What you should do: Only the lines from the opening of the material through the one containing "async fn main()" should be reproduced, each exactly as it stands.
Data Block Start
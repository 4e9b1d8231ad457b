mod error;
mod routes;
mod scheduler;
mod state;

use std::path::PathBuf;
use std::sync::Arc;

use cloudbak_core::config::Config;
use crate::scheduler::UploadScheduler;
use crate::state::AppState;
use tokio::signal;
use tokio_util::sync::CancellationToken;

#[tokio::main]
async fn main() -> anyhow::Result<()> {
    let config_path = std::env::var("CLOUDBAK_OPTIONS")
        .map(PathBuf::from)
        .unwrap_or_else(|_| Config::default_path());
    let config = Config::load_or_default(&config_path);

    // Initialize logging; RUST_LOG overrides the configured level.
    tracing_subscriber::fmt()
        .with_env_filter(
            tracing_subscriber::EnvFilter::try_from_default_env()
                .unwrap_or_else(|_| config.logging.level.clone().into()),
        )
        .init();

    tracing::info!(config_path = %config_path.display(), "Loaded configuration");
    for problem in config.validate() {
        tracing::warn!(%problem, "Configuration problem");
    }

    // Build application state
    let app_state = Arc::new(AppState::from_config(&config)?);

    // Warm the token cache; absence just means the user has not authorized yet.
    if !app_state.tokens.ensure_token().await {
        tracing::warn!("No access token yet; visit /api/auth/url to authorize");
    }

    let cancel = CancellationToken::new();

    // Initialize the cron trigger for the upload cycle
    let upload_scheduler = match UploadScheduler::new(app_state.clone()).await {
        Ok(s) => {
            if let Err(e) = s.schedule(&config.schedule).await {
                tracing::warn!("Failed to schedule upload cycle: {e:#}");
            }
            if let Err(e) = s.start().await {
                tracing::warn!("Failed to start scheduler: {e:#}");
            }
            Some(s)
        }
        Err(e) => {
            tracing::warn!("Failed to create scheduler: {e:#}");
            None
        }
    };

    // Build router
    let app = routes::router(app_state.clone());

    // Start HTTP server
    let addr = format!("0.0.0.0:{}", config.server.port);
    let listener = tokio::net::TcpListener::bind(&addr).await?;
    tracing::info!("Listening on {}", addr);

    // Graceful shutdown
    axum::serve(listener, app)
        .with_graceful_shutdown(shutdown_signal(cancel.clone()))
        .await?;

    // Cleanup
    tracing::info!("Shutting down...");
    cancel.cancel();
    if let Some(s) = upload_scheduler {
        if let Err(e) = s.shutdown().await {
            tracing::warn!("Scheduler shutdown failed: {e:#}");
        }
    }

    Ok(())
}

async fn shutdown_signal(cancel: CancellationToken) {
    tokio::select! {
        _ = signal::ctrl_c() => {
            tracing::info!("Received shutdown signal");
        }
        _ = cancel.cancelled() => {}
    }
}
Data Block End
Solution to this exercise:
repository 4e9b1d8231ad457b
mod error;
mod routes;
mod scheduler;
mod state;

use std::path::PathBuf;
use std::sync::Arc;

use cloudbak_core::config::Config;
use crate::scheduler::UploadScheduler;
use crate::state::AppState;
use tokio::signal;
use tokio_util::sync::CancellationToken;

#[tokio::main]
async fn main() -> anyhow::Result<()> {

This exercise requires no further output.